Thanks a lot for your help
As far as I can tell it seems correct, however, I am not totally sure since I find it a bit convoluted. I think the proof becomes more concise using $\max$ instead of the smallest element that is larger than $f(n+1)$.
Let $[n]:=\{1,\dots,n\}$ and $\text{argmax}_n(f):=\max f^{-1}(\max\{f(i):i\in[n]\})$ for all $n\in\mathbb{N}$ and $f\in X^n$. Now, proving via induction: as you wrote, the base case is trivial.
Suppose there exists a sorting function $sort_n$ for $X^n$ for some $n\geq1$. For every $f\in X^{n+1}$ define $\pi_f:[n+1]\rightarrow[n+1]$ such that $$\pi_f(k)=\begin{cases}n+1&\text{if }k=\text{argmax}_{n+1}(f)\\\text{argmax}_{n+1}(f)&\text{if }k=n+1\\k&\text{otherwise}\end{cases}$$ Also, for every $f\in X^{n+1}:\exists\sigma_f:[n]\rightarrow[n]$ such that $$sort_n(f|_{[n]})=f|_{[n]}\circ\sigma_f$$ Also, define for every $\sigma:[n]\rightarrow[n]$ the unique permutation $\sigma^*:[n+1]\rightarrow[n+1]$ such that $\sigma^*|_{[n]}=\sigma$.
Now define $sort_{n+1}(f):X^{n+1}\rightarrow X^{n+1}$ such that $$sort_{n+1}(f)=f\circ\pi_f\circ\sigma_{f\circ\pi_f}^*$$
(EDIT: as has been pointed out in the comments: This is well-defined since although the permutation $\sigma_{f\circ\pi_f}^*$ isn't necessarily unique, the permutations only differ if there are mutliple elements which are the same which can be arbitrarily exchanged with eachother, however as equal elements are swapped, the result stays the same.)
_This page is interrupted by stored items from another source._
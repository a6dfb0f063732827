//! Connection setup timeouts and quality measurements

use crate::defaults::{self, UNSET_LATENCY};
use crate::types::NearbyConnectionMedium;
use serde::{Deserialize, Serialize};
use std::collections::BTreeMap;
use std::time::Duration;

/// Latencies serialize as seconds; the unset sentinel serializes as `null`
pub mod latency_secs {
    use super::UNSET_LATENCY;
    use serde::{Deserialize, Deserializer, Serializer};
    use std::time::Duration;

    pub fn serialize<S: Serializer>(latency: &Duration, serializer: S) -> Result<S::Ok, S::Error> {
        if *latency == UNSET_LATENCY {
            serializer.serialize_none()
        } else {
            serializer.serialize_some(&latency.as_secs_f64())
        }
    }

    pub fn deserialize<'de, D: Deserializer<'de>>(deserializer: D) -> Result<Duration, D::Error> {
        let secs = Option::<f64>::deserialize(deserializer)?;
        Ok(match secs {
            Some(secs) if secs.is_finite() && secs >= 0.0 => Duration::from_secs_f64(secs),
            _ => UNSET_LATENCY,
        })
    }
}

/// Round to the reporting precision (one decimal digit)
pub fn round_precision(value: f64) -> f64 {
    let factor = 10f64.powi(defaults::LATENCY_PRECISION_DIGITS);
    (value * factor).round() / factor
}

/// Render a latency the way reports show it: `"2.5s"`, or `"N/A"` when unset
pub fn format_latency(latency: Duration) -> String {
    if latency == UNSET_LATENCY {
        "N/A".to_string()
    } else {
        format!("{:.1}s", round_precision(latency.as_secs_f64()))
    }
}

/// Per-phase deadlines of one connection attempt
#[derive(Debug, Clone, Copy, Default, PartialEq, Eq)]
pub struct ConnectionSetupTimeouts {
    pub discovery_timeout: Option<Duration>,
    pub connection_init_timeout: Option<Duration>,
    pub connection_result_timeout: Option<Duration>,
}

impl ConnectionSetupTimeouts {
    /// Deadlines for the first connection of a trial
    pub fn first() -> Self {
        Self {
            discovery_timeout: Some(defaults::FIRST_DISCOVERY_TIMEOUT),
            connection_init_timeout: Some(defaults::FIRST_CONNECTION_INIT_TIMEOUT),
            connection_result_timeout: Some(defaults::FIRST_CONNECTION_RESULT_TIMEOUT),
        }
    }

    /// Deadlines for a connection set up while a prior BT connection is alive
    pub fn second() -> Self {
        Self {
            discovery_timeout: Some(defaults::SECOND_DISCOVERY_TIMEOUT),
            connection_init_timeout: Some(defaults::SECOND_CONNECTION_INIT_TIMEOUT),
            connection_result_timeout: Some(defaults::SECOND_CONNECTION_RESULT_TIMEOUT),
        }
    }

    pub fn discovery(&self) -> Duration {
        self.discovery_timeout.unwrap_or(defaults::FIRST_DISCOVERY_TIMEOUT)
    }

    pub fn connection_init(&self) -> Duration {
        self.connection_init_timeout
            .unwrap_or(defaults::FIRST_CONNECTION_INIT_TIMEOUT)
    }

    pub fn connection_result(&self) -> Duration {
        self.connection_result_timeout
            .unwrap_or(defaults::FIRST_CONNECTION_RESULT_TIMEOUT)
    }
}

/// Quality measurements of one connection setup
#[derive(Debug, Clone, PartialEq, Serialize, Deserialize)]
pub struct ConnectionSetupQualityInfo {
    #[serde(with = "latency_secs")]
    pub discovery_latency: Duration,
    #[serde(with = "latency_secs")]
    pub connection_latency: Duration,
    #[serde(with = "latency_secs")]
    pub medium_upgrade_latency: Duration,
    pub medium_upgrade_expected: bool,
    /// Medium the stack actually upgraded to
    pub upgrade_medium: Option<NearbyConnectionMedium>,
}

impl Default for ConnectionSetupQualityInfo {
    fn default() -> Self {
        Self {
            discovery_latency: UNSET_LATENCY,
            connection_latency: UNSET_LATENCY,
            medium_upgrade_latency: UNSET_LATENCY,
            medium_upgrade_expected: false,
            upgrade_medium: None,
        }
    }
}

impl ConnectionSetupQualityInfo {
    /// Report form: `discovery`, `connection`, then `upgrade` only when an
    /// upgrade was expected and `medium` only when one was negotiated
    pub fn summary(&self) -> BTreeMap<&'static str, String> {
        let mut summary = BTreeMap::new();
        summary.insert("discovery", format_latency(self.discovery_latency));
        summary.insert("connection", format_latency(self.connection_latency));
        if self.medium_upgrade_expected {
            summary.insert("upgrade", format_latency(self.medium_upgrade_latency));
        }
        if let Some(medium) = self.upgrade_medium {
            summary.insert("medium", medium.name().to_string());
        }
        summary
    }

    /// One-line rendering of [`ConnectionSetupQualityInfo::summary`]
    pub fn summary_line(&self) -> String {
        let order = ["discovery", "connection", "upgrade", "medium"];
        let summary = self.summary();
        let parts: Vec<String> = order
            .iter()
            .filter_map(|key| summary.get(key).map(|value| format!("'{}': '{}'", key, value)))
            .collect();
        format!("{{{}}}", parts.join(", "))
    }
}

#[cfg(test)]
mod tests {
    use super::*;

    #[test]
    fn test_timeouts_resolve_to_first_defaults() {
        let timeouts = ConnectionSetupTimeouts::default();
        assert_eq!(timeouts.discovery(), Duration::from_secs(30));
        assert_eq!(timeouts.connection_init(), Duration::from_secs(30));
        assert_eq!(timeouts.connection_result(), Duration::from_secs(35));

        let partial = ConnectionSetupTimeouts {
            discovery_timeout: Some(Duration::from_secs(5)),
            ..Default::default()
        };
        assert_eq!(partial.discovery(), Duration::from_secs(5));
        assert_eq!(partial.connection_result(), Duration::from_secs(35));

        assert_eq!(ConnectionSetupTimeouts::second().connection_init(), Duration::from_secs(10));
    }

    #[test]
    fn test_summary_without_upgrade() {
        let info = ConnectionSetupQualityInfo {
            discovery_latency: Duration::from_millis(2_340),
            connection_latency: Duration::from_millis(1_060),
            ..Default::default()
        };
        let summary = info.summary();
        assert_eq!(summary.len(), 2);
        assert_eq!(summary["discovery"], "2.3s");
        assert_eq!(summary["connection"], "1.1s");
    }

    #[test]
    fn test_summary_with_upgrade_and_medium() {
        let info = ConnectionSetupQualityInfo {
            discovery_latency: Duration::from_secs(2),
            connection_latency: Duration::from_secs(1),
            medium_upgrade_latency: Duration::from_millis(3_460),
            medium_upgrade_expected: true,
            upgrade_medium: Some(NearbyConnectionMedium::WifiDirect),
        };
        assert_eq!(
            info.summary_line(),
            "{'discovery': '2.0s', 'connection': '1.0s', 'upgrade': '3.5s', 'medium': 'WIFI_DIRECT'}"
        );
    }

    #[test]
    fn test_unset_latency_renders_as_na() {
        let info = ConnectionSetupQualityInfo {
            medium_upgrade_expected: true,
            ..Default::default()
        };
        let summary = info.summary();
        assert_eq!(summary["discovery"], "N/A");
        assert_eq!(summary["upgrade"], "N/A");
        assert!(!summary.contains_key("medium"));
    }

    #[test]
    fn test_latency_serialization() {
        let info = ConnectionSetupQualityInfo {
            discovery_latency: Duration::from_millis(1500),
            ..Default::default()
        };
        let json = serde_json::to_value(&info).unwrap();
        assert_eq!(json["discovery_latency"], serde_json::json!(1.5));
        assert!(json["connection_latency"].is_null());

        let back: ConnectionSetupQualityInfo = serde_json::from_value(json).unwrap();
        assert_eq!(back.connection_latency, UNSET_LATENCY);
        assert_eq!(back.discovery_latency, Duration::from_millis(1500));
    }
}
/// Run classes in order on one testbed.
///
/// A class error that is fatal for the run stops the suite; other class
/// errors are reported and the next class runs.
pub async fn run_suite(
    cujs: Vec<Box<dyn CujTestCase>>,
    resources: &TestbedResources,
    run: &RunContext,
    logger: &Logger,
) -> Result<Vec<ClassOutcome>> {
    let errors = ErrorEventLogger::new(logger);
    let mut outcomes = Vec::with_capacity(cujs.len());
    for cuj in cujs {
        let fallback = ClassOutcome::without_trials(cuj.as_ref(), ClassStatus::Passed);
        let class = NcTestClass::new(cuj, resources, logger);
        match class.run(run).await {
            Ok(outcome) => outcomes.push(outcome),
            Err(error) if error.is_fatal_for_run() => {
                errors.log_error(&error, Some(&fallback.class_tag)).await;
                return Err(error);
            }
            Err(error) => {
                errors.log_error(&error, Some(&fallback.class_tag)).await;
                outcomes.push(ClassOutcome {
                    status: ClassStatus::Errored {
                        message: error.to_string(),
                    },
                    ..fallback
                });
            }
        }
    }
    Ok(outcomes)
}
Now, it is clear that $sort_{n+1}(f)|_{[n]}=sort_n(f\circ\pi_f|_{[n]})$, for which it is clear, that it is non-decreasing via induction hypothesis. It is also clear that $sort_{n+1}(f)(n+1)$ is the maximum via definition. Therefore, the whole element is non-decreasing. And since permutations are closed under composition, $sort_{n+1}$ is indeed a sorting function.